EBADay or Groundhog Day? Transforming to end the regulatory hamster wheel
As banks look towards their priorities for the coming year, instant payments – particularly the new European Instant Payments Regulation (IPR) – loom large in the minds of many. A poll of EBADay attendees found that 75% see instant payments regulations as their main priority for the year ahead.
Now, it is obviously important to come together as an industry to explore the challenges and implications of new regulations. But you don’t need to have been around for as long as I have to get the sense that much of this has all been heard before.
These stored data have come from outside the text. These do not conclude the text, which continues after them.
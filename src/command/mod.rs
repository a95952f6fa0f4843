//! Recorded operation streams.
//!
//! Layout of a `.cmds` stream:
//!   repeat { [tag u32][payload] }
//! There is no count and no terminator: a reader consumes tag+payload pairs until the input
//! is exhausted exactly. A truncated tag, a truncated payload or an unknown tag is a
//! `CorruptStream`.
//!
//! Tags are stable on disk; never renumber an existing operation.

use ash::vk;
use serde_json::Value;

use crate::codec::{record_struct, tagged_enum, ByteReader, ByteWriter, Describe, Encode};
use crate::error::{Error, Result};
use crate::object::{
    Extent3D, Identity, Offset3D, Rect2D, SubresourceLayers, SubresourceRange,
};

// -------------------- Payloads --------------------

record_struct! {
    pub struct BeginCommandBuffer {
        pub flags: vk::CommandBufferUsageFlags,
    }
}

record_struct! {
    pub struct EndCommandBuffer {}
}

record_struct! {
    pub struct MemoryBarrier {
        pub src_access_mask: vk::AccessFlags,
        pub dst_access_mask: vk::AccessFlags,
    }
}

record_struct! {
    pub struct BufferBarrier {
        pub src_access_mask: vk::AccessFlags,
        pub dst_access_mask: vk::AccessFlags,
        pub src_queue_family_index: u32,
        pub dst_queue_family_index: u32,
        pub buffer: Identity,
        pub offset: u64,
        pub size: u64,
    }
}

record_struct! {
    pub struct ImageBarrier {
        pub src_access_mask: vk::AccessFlags,
        pub dst_access_mask: vk::AccessFlags,
        pub old_layout: vk::ImageLayout,
        pub new_layout: vk::ImageLayout,
        pub src_queue_family_index: u32,
        pub dst_queue_family_index: u32,
        pub image: Identity,
        pub subresource_range: SubresourceRange,
    }
}

record_struct! {
    pub struct PipelineBarrier {
        pub src_stage_mask: vk::PipelineStageFlags,
        pub dst_stage_mask: vk::PipelineStageFlags,
        pub dependency_flags: vk::DependencyFlags,
        pub memory_barriers: Vec<MemoryBarrier>,
        pub buffer_barriers: Vec<BufferBarrier>,
        pub image_barriers: Vec<ImageBarrier>,
    }
}

record_struct! {
    #[derive(Copy, Default)]
    pub struct ClearValue {
        pub color: [f32; 4],
        pub depth: f32,
        pub stencil: u32,
    }
}

record_struct! {
    pub struct BeginRenderPass {
        pub render_pass: Identity,
        pub framebuffer: Identity,
        pub render_area: Rect2D,
        pub clear_values: Vec<ClearValue>,
        pub contents: vk::SubpassContents,
    }
}

record_struct! {
    pub struct NextSubpass {
        pub contents: vk::SubpassContents,
    }
}

record_struct! {
    pub struct EndRenderPass {}
}

record_struct! {
    pub struct BindPipeline {
        pub bind_point: vk::PipelineBindPoint,
        pub pipeline: Identity,
    }
}

record_struct! {
    pub struct BindDescriptorSets {
        pub bind_point: vk::PipelineBindPoint,
        pub layout: Identity,
        pub first_set: u32,
        pub descriptor_sets: Vec<Identity>,
        pub dynamic_offsets: Vec<u32>,
    }
}

record_struct! {
    pub struct BindVertexBuffers {
        pub first_binding: u32,
        pub buffers: Vec<Identity>,
        pub offsets: Vec<u64>,
    }
}

record_struct! {
    pub struct BindIndexBuffer {
        pub buffer: Identity,
        pub offset: u64,
        pub index_type: vk::IndexType,
    }
}

record_struct! {
    pub struct Draw {
        pub vertex_count: u32,
        pub instance_count: u32,
        pub first_vertex: u32,
        pub first_instance: u32,
    }
}

record_struct! {
    pub struct DrawIndexed {
        pub index_count: u32,
        pub instance_count: u32,
        pub first_index: u32,
        pub vertex_offset: i32,
        pub first_instance: u32,
    }
}

record_struct! {
    pub struct Dispatch {
        pub group_count_x: u32,
        pub group_count_y: u32,
        pub group_count_z: u32,
    }
}

record_struct! {
    pub struct BufferCopy {
        pub src_offset: u64,
        pub dst_offset: u64,
        pub size: u64,
    }
}

record_struct! {
    pub struct CopyBuffer {
        pub src_buffer: Identity,
        pub dst_buffer: Identity,
        pub regions: Vec<BufferCopy>,
    }
}

record_struct! {
    pub struct BufferImageCopy {
        pub buffer_offset: u64,
        pub buffer_row_length: u32,
        pub buffer_image_height: u32,
        pub image_subresource: SubresourceLayers,
        pub image_offset: Offset3D,
        pub image_extent: Extent3D,
    }
}

record_struct! {
    pub struct CopyBufferToImage {
        pub src_buffer: Identity,
        pub dst_image: Identity,
        pub dst_image_layout: vk::ImageLayout,
        pub regions: Vec<BufferImageCopy>,
    }
}

record_struct! {
    pub struct ImageCopy {
        pub src_subresource: SubresourceLayers,
        pub src_offset: Offset3D,
        pub dst_subresource: SubresourceLayers,
        pub dst_offset: Offset3D,
        pub extent: Extent3D,
    }
}

record_struct! {
    pub struct CopyImage {
        pub src_image: Identity,
        pub src_image_layout: vk::ImageLayout,
        pub dst_image: Identity,
        pub dst_image_layout: vk::ImageLayout,
        pub regions: Vec<ImageCopy>,
    }
}

record_struct! {
    pub struct FillBuffer {
        pub dst_buffer: Identity,
        pub dst_offset: u64,
        pub size: u64,
        pub data: u32,
    }
}

record_struct! {
    pub struct PushConstants {
        pub layout: Identity,
        pub stage_flags: vk::ShaderStageFlags,
        pub offset: u32,
        pub values: Vec<u8>,
    }
}

record_struct! {
    #[derive(Copy, Default)]
    pub struct Viewport {
        pub x: f32,
        pub y: f32,
        pub width: f32,
        pub height: f32,
        pub min_depth: f32,
        pub max_depth: f32,
    }
}

record_struct! {
    pub struct SetViewport {
        pub first_viewport: u32,
        pub viewports: Vec<Viewport>,
    }
}

record_struct! {
    pub struct SetScissor {
        pub first_scissor: u32,
        pub scissors: Vec<Rect2D>,
    }
}

// -------------------- Operation union --------------------

tagged_enum! {
    /// One recorded command-buffer operation.
    pub enum Command {
        BeginCommandBuffer(BeginCommandBuffer) = 1,
        EndCommandBuffer(EndCommandBuffer) = 2,
        PipelineBarrier(PipelineBarrier) = 3,
        BeginRenderPass(BeginRenderPass) = 4,
        NextSubpass(NextSubpass) = 5,
        EndRenderPass(EndRenderPass) = 6,
        BindPipeline(BindPipeline) = 7,
        BindDescriptorSets(BindDescriptorSets) = 8,
        BindVertexBuffers(BindVertexBuffers) = 9,
        BindIndexBuffer(BindIndexBuffer) = 10,
        Draw(Draw) = 11,
        DrawIndexed(DrawIndexed) = 12,
        Dispatch(Dispatch) = 13,
        CopyBuffer(CopyBuffer) = 14,
        CopyBufferToImage(CopyBufferToImage) = 15,
        CopyImage(CopyImage) = 16,
        FillBuffer(FillBuffer) = 17,
        PushConstants(PushConstants) = 18,
        SetViewport(SetViewport) = 19,
        SetScissor(SetScissor) = 20,
    }
}

// -------------------- Stream --------------------

/// Ordered operations captured for one recording session of a command buffer.
///
/// Once decoded, a stream can be iterated any number of times.
#[derive(Debug, Clone, Default, PartialEq)]
pub struct CommandStream {
    commands: Vec<Command>,
}

impl CommandStream {
    pub fn new() -> Self {
        Self::default()
    }

    pub fn push(&mut self, cmd: Command) {
        self.commands.push(cmd);
    }

    pub fn clear(&mut self) {
        self.commands.clear();
    }

    pub fn len(&self) -> usize {
        self.commands.len()
    }

    pub fn is_empty(&self) -> bool {
        self.commands.is_empty()
    }

    pub fn iter(&self) -> std::slice::Iter<'_, Command> {
        self.commands.iter()
    }

    pub fn iter_mut(&mut self) -> std::slice::IterMut<'_, Command> {
        self.commands.iter_mut()
    }

    /// Serialize as back-to-back `[tag][payload]` records.
    pub fn encode(&self) -> Vec<u8> {
        let mut w = ByteWriter::new();
        for cmd in &self.commands {
            cmd.encode(&mut w);
        }
        w.into_inner()
    }

    /// Parse until the input ends exactly on a record boundary.
    pub fn decode(bytes: &[u8]) -> Result<Self> {
        let mut r = ByteReader::new(bytes);
        let mut commands = Vec::new();
        while !r.is_empty() {
            let at = r.position();
            if r.remaining() < 4 {
                return Err(Error::corrupt(format!(
                    "truncated operation tag at offset {} ({} stray bytes)",
                    at,
                    r.remaining()
                )));
            }
            let tag = r.u32()?;
            match Command::decode_payload(tag, &mut r)? {
                Some(cmd) => commands.push(cmd),
                None => {
                    return Err(Error::corrupt(format!(
                        "unknown operation tag {} at offset {}",
                        tag, at
                    )))
                }
            }
        }
        Ok(Self { commands })
    }

    /// `.cmds.json` rendering: one object per operation, in order.
    pub fn describe(&self) -> Value {
        Value::Array(self.commands.iter().map(Describe::describe).collect())
    }
}

impl<'a> IntoIterator for &'a CommandStream {
    type Item = &'a Command;
    type IntoIter = std::slice::Iter<'a, Command>;

    fn into_iter(self) -> Self::IntoIter {
        self.commands.iter()
    }
}

impl FromIterator<Command> for CommandStream {
    fn from_iter<T: IntoIterator<Item = Command>>(iter: T) -> Self {
        Self {
            commands: iter.into_iter().collect(),
        }
    }
}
For after a decade in which payments have been fundamentally reshaped to Instant being the new normal and banks have contended with myriad new regulatory requirements, 66% still report legacy technology as the main barrier to compliance.
The uncomfortable truth is that it really should not be this difficult. Meeting the requirements outlined within the IPR for example, including Verification of Payee (VoP) and additional sanction screening, coupled with -much- higher volumes is relatively straightforward for banks that have reimagined their payments processing capabilities.
Banks must also recognise that IPR is just the ‘new, new thing’. Death, taxes and yet another payments regulation are the only certainties in life and should come as no surprise (but often seemingly do). Also, across the rest of the world, momentum is building for instant payments and the reality is that this will inevitably lead to much more work for permanently over-stretched teams.
Yet continually kicking the can down the road is not a sustainable option (‘let’s see if we can extend the deadline’). It leads only to an interminable and costly cycle of short-term fixes that barely clear the latest hurdle, while doing nothing to address – and in many cases compounding – the root cause of compliance headaches.
To avoid having the same conversations at EBADay 2025 (or even 2035 for that matter), a different approach is needed, one that moves away from treating each new regulation as an individual challenge to be wrestled with.
Now is as good a time as any, with banks continuing to benefit from favourable interest rates and retail as well as wholesale clients slow to move money for higher yield. I’ve always struggled to count these revenues towards payments processing, but I will do so now to make my case: Investing this into a strategic payments transformation programme underpinned by a flexible framework approach can help banks to take control and jump off the regulatory hamster wheel. By freeing up time and resources to focus on delivering Value-Added Services on top of instant payments, banks can unlock new long-term revenue streams and fully capitalise on the true potential of instant payments.